§ Exercise prompt
Where a line of the records contains the word "later", show that line.

─── Dataset content

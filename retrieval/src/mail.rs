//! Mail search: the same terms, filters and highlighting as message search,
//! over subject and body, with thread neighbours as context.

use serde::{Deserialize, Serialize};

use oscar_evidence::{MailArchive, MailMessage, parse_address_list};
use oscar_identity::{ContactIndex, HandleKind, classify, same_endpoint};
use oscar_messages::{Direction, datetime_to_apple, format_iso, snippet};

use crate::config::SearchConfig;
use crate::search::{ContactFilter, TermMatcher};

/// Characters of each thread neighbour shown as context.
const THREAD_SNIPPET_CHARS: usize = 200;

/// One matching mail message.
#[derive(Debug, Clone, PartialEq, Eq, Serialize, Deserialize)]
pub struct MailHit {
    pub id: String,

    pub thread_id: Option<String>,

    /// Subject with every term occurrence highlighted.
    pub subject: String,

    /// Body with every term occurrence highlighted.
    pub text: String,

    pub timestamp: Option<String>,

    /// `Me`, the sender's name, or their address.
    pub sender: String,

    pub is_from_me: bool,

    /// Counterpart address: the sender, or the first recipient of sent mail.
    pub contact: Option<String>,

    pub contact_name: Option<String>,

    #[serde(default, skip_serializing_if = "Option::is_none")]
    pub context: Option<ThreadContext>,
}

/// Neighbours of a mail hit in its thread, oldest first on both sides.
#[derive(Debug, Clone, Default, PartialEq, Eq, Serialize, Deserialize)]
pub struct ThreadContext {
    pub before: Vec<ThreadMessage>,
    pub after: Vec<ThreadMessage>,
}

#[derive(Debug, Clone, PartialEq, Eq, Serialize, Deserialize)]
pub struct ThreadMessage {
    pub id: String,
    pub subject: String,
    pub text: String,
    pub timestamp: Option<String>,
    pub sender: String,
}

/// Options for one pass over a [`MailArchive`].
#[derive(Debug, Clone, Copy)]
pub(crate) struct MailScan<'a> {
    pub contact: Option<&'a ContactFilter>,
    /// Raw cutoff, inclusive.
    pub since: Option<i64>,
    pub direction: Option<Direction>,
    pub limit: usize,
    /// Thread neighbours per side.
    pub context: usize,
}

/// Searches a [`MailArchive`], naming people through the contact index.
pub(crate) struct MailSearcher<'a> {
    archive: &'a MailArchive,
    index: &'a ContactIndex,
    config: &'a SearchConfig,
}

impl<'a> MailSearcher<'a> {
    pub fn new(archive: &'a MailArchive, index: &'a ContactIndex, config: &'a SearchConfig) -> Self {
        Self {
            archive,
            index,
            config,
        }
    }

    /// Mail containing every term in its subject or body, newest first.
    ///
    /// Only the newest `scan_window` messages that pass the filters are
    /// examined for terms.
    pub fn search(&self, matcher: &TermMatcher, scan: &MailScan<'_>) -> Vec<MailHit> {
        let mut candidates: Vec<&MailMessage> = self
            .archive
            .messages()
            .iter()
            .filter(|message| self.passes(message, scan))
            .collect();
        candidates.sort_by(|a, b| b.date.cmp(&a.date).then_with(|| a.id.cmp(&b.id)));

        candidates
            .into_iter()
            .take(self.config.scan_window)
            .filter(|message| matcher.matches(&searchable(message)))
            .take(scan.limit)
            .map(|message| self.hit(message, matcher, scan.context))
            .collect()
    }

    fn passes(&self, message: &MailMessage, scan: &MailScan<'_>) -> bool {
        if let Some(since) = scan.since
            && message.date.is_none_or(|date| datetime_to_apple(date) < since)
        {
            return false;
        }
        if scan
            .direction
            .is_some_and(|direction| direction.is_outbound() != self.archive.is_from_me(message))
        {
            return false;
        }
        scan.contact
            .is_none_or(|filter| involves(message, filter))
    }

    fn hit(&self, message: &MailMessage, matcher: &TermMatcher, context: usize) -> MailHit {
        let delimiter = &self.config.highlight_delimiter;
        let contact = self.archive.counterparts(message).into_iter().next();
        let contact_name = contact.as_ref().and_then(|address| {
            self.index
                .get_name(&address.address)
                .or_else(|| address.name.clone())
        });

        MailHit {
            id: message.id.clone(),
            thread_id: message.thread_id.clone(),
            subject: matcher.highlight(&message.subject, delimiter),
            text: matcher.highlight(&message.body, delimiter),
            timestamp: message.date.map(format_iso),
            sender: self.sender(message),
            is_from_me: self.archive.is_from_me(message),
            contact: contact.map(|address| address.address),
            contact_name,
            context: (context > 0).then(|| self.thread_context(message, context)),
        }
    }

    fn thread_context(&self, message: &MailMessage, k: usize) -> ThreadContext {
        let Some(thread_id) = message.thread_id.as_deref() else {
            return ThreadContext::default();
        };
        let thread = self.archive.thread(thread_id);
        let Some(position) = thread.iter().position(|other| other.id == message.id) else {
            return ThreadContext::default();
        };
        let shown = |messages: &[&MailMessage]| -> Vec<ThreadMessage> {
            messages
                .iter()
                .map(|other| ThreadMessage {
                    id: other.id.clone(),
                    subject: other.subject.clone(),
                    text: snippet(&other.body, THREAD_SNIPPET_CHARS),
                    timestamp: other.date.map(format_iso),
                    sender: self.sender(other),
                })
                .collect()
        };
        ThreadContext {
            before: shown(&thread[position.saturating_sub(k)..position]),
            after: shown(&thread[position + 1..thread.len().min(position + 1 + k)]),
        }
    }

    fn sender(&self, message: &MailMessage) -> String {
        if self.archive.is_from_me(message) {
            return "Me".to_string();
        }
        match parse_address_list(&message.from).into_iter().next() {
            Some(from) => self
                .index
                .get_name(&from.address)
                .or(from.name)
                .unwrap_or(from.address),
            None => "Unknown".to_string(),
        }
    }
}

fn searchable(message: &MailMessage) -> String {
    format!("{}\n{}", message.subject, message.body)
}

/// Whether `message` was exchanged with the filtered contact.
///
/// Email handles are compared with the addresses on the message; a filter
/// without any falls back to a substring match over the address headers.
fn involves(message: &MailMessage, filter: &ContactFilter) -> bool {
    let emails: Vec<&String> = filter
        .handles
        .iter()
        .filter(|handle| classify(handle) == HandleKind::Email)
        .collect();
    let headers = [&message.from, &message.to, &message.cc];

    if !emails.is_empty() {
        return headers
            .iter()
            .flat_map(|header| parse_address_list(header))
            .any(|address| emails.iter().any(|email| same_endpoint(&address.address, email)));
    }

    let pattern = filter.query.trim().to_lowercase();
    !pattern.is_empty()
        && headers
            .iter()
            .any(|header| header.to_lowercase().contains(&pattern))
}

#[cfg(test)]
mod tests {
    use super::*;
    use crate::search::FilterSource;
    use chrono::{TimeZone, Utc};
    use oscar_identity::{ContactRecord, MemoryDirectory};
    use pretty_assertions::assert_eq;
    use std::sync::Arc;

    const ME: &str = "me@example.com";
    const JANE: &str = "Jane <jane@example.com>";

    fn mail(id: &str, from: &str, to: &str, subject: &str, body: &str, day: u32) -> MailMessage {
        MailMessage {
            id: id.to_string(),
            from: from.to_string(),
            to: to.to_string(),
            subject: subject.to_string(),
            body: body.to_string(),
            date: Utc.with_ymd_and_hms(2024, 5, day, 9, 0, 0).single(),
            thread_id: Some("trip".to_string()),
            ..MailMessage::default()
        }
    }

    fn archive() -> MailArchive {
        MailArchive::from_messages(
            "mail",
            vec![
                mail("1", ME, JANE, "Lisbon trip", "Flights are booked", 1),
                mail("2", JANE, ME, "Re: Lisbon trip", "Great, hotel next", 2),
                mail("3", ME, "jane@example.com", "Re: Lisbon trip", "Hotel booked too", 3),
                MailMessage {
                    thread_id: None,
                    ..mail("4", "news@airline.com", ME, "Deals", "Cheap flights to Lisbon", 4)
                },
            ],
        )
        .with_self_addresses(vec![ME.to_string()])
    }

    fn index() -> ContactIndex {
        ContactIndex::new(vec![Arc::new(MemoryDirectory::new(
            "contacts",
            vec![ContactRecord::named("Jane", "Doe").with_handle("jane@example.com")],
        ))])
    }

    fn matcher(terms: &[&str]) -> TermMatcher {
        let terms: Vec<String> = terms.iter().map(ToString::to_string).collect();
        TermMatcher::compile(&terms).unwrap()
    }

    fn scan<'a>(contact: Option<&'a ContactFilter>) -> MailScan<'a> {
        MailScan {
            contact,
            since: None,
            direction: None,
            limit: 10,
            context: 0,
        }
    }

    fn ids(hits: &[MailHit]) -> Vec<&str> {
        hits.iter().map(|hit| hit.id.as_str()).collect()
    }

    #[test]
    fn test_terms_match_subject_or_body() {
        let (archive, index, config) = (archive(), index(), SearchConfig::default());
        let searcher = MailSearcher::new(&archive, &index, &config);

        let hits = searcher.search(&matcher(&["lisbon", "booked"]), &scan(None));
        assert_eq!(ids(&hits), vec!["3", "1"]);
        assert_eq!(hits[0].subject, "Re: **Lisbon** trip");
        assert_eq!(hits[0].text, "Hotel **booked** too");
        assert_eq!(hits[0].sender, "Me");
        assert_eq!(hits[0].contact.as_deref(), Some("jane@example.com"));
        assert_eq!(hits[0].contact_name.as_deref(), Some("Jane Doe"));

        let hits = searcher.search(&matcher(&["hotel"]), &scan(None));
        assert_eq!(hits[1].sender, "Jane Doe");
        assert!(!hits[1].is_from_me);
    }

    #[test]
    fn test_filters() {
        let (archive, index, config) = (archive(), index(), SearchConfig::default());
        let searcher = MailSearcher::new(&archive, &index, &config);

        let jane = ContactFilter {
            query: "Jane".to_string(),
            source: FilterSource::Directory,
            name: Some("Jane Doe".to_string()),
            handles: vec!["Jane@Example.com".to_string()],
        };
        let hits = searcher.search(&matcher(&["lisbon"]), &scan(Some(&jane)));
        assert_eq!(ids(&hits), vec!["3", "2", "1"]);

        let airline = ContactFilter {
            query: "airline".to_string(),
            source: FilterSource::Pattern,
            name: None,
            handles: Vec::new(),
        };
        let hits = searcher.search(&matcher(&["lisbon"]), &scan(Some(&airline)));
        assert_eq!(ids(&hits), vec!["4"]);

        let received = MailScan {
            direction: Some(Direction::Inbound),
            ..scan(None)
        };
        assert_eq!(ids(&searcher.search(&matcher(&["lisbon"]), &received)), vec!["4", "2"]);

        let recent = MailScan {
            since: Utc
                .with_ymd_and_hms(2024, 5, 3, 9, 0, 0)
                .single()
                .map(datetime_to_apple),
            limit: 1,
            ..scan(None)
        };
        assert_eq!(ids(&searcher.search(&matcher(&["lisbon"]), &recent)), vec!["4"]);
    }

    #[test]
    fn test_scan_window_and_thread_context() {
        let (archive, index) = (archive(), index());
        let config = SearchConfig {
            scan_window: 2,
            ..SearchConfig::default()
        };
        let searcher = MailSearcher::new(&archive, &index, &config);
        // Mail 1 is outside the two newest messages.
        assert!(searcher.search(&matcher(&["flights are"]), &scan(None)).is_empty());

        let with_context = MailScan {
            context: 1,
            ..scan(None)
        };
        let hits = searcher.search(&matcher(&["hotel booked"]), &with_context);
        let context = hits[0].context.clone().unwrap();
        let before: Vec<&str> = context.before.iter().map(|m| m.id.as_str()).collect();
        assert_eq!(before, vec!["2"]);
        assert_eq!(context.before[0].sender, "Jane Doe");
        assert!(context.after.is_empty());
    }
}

──────
─── Dataset content

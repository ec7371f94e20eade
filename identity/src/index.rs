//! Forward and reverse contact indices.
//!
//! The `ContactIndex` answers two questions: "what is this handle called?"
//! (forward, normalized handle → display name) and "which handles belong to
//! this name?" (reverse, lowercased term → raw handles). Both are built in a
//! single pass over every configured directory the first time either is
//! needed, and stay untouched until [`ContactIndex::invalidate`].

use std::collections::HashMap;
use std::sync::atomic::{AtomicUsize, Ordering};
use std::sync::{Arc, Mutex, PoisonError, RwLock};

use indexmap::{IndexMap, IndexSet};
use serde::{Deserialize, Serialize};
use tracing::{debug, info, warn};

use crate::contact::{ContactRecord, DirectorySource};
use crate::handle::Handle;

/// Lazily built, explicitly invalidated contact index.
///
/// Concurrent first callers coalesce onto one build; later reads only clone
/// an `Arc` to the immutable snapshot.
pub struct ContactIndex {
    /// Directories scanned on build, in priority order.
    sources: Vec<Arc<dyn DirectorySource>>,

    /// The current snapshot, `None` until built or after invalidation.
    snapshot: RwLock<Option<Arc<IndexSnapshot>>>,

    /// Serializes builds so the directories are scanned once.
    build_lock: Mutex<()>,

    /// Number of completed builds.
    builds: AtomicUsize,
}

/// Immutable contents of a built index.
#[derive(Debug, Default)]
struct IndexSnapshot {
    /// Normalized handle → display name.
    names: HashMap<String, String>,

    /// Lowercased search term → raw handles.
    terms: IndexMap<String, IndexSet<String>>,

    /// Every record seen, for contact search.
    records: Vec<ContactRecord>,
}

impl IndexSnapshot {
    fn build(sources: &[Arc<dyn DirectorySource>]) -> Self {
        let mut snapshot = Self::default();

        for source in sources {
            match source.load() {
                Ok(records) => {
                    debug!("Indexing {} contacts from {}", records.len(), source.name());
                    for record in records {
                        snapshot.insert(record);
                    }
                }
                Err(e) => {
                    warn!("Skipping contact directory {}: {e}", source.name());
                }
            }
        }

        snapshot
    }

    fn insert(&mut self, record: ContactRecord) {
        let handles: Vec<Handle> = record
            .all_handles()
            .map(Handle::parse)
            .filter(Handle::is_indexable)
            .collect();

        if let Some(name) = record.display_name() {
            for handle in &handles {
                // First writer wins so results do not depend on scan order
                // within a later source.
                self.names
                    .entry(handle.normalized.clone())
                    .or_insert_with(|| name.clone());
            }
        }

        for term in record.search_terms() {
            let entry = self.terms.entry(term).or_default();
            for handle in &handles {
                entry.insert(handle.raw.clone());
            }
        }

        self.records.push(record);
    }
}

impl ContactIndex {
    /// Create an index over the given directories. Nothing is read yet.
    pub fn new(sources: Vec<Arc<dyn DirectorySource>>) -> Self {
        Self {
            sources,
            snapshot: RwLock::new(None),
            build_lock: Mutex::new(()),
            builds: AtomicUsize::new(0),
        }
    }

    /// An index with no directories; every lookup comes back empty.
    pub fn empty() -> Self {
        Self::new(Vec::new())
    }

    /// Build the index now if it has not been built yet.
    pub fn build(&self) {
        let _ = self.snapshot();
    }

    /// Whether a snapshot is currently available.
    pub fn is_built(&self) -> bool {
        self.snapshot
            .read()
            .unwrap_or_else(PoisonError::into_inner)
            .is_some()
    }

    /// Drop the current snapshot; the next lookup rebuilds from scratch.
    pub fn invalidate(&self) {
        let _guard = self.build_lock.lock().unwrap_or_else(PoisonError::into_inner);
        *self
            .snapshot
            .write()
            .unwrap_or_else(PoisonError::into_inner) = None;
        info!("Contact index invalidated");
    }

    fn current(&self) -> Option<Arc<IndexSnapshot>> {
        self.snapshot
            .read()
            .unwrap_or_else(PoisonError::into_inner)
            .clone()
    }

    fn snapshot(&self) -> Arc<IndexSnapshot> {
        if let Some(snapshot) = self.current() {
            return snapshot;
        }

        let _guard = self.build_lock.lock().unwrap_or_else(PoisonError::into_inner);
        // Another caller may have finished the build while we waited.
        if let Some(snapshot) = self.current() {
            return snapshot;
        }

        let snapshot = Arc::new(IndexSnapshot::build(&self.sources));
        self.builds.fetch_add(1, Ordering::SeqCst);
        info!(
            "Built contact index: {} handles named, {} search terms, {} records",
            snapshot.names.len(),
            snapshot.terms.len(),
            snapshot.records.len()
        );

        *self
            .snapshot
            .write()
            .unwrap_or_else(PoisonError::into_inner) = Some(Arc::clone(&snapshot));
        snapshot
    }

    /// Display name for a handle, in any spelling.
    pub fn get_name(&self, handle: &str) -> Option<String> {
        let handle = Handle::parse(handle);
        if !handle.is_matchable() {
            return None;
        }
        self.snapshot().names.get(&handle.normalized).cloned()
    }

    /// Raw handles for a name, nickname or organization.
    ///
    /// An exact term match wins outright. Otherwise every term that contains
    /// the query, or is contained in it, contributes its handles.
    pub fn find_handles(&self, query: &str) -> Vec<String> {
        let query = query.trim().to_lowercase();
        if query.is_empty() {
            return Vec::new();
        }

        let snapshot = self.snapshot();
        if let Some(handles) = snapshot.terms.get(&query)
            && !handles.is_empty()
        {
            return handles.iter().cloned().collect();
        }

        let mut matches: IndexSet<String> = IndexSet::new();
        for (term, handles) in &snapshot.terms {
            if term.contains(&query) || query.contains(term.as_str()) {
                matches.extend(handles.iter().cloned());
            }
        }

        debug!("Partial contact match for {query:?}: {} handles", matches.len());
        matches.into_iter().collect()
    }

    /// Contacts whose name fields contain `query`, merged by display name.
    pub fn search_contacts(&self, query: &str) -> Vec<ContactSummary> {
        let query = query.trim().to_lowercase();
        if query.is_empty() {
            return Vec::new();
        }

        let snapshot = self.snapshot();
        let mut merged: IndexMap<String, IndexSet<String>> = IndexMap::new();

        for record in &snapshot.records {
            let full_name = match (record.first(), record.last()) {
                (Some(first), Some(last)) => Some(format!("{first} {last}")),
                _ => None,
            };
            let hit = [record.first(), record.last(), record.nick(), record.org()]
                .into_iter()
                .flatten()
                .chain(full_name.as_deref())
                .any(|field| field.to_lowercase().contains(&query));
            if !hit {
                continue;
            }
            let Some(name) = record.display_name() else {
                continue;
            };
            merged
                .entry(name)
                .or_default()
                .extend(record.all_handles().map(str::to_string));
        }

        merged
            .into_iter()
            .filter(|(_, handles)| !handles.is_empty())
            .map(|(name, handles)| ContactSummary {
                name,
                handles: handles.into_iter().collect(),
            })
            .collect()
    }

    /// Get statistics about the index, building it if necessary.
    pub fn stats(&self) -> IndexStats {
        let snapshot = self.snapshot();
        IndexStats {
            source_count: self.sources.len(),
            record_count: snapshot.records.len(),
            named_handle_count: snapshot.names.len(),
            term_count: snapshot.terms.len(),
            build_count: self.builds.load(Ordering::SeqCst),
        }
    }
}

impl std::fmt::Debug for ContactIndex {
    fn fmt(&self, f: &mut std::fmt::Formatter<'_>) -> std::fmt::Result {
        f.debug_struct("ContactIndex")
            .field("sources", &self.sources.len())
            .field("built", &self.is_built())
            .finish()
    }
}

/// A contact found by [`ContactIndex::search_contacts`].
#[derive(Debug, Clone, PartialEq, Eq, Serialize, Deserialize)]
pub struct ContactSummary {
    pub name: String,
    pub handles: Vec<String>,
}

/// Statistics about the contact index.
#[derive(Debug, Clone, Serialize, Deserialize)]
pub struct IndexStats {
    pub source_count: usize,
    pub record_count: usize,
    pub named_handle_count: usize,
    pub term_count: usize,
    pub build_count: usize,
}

──────

§ Response
/// Concurrent first callers coalesce onto one build; later reads only clone
                // within a later source.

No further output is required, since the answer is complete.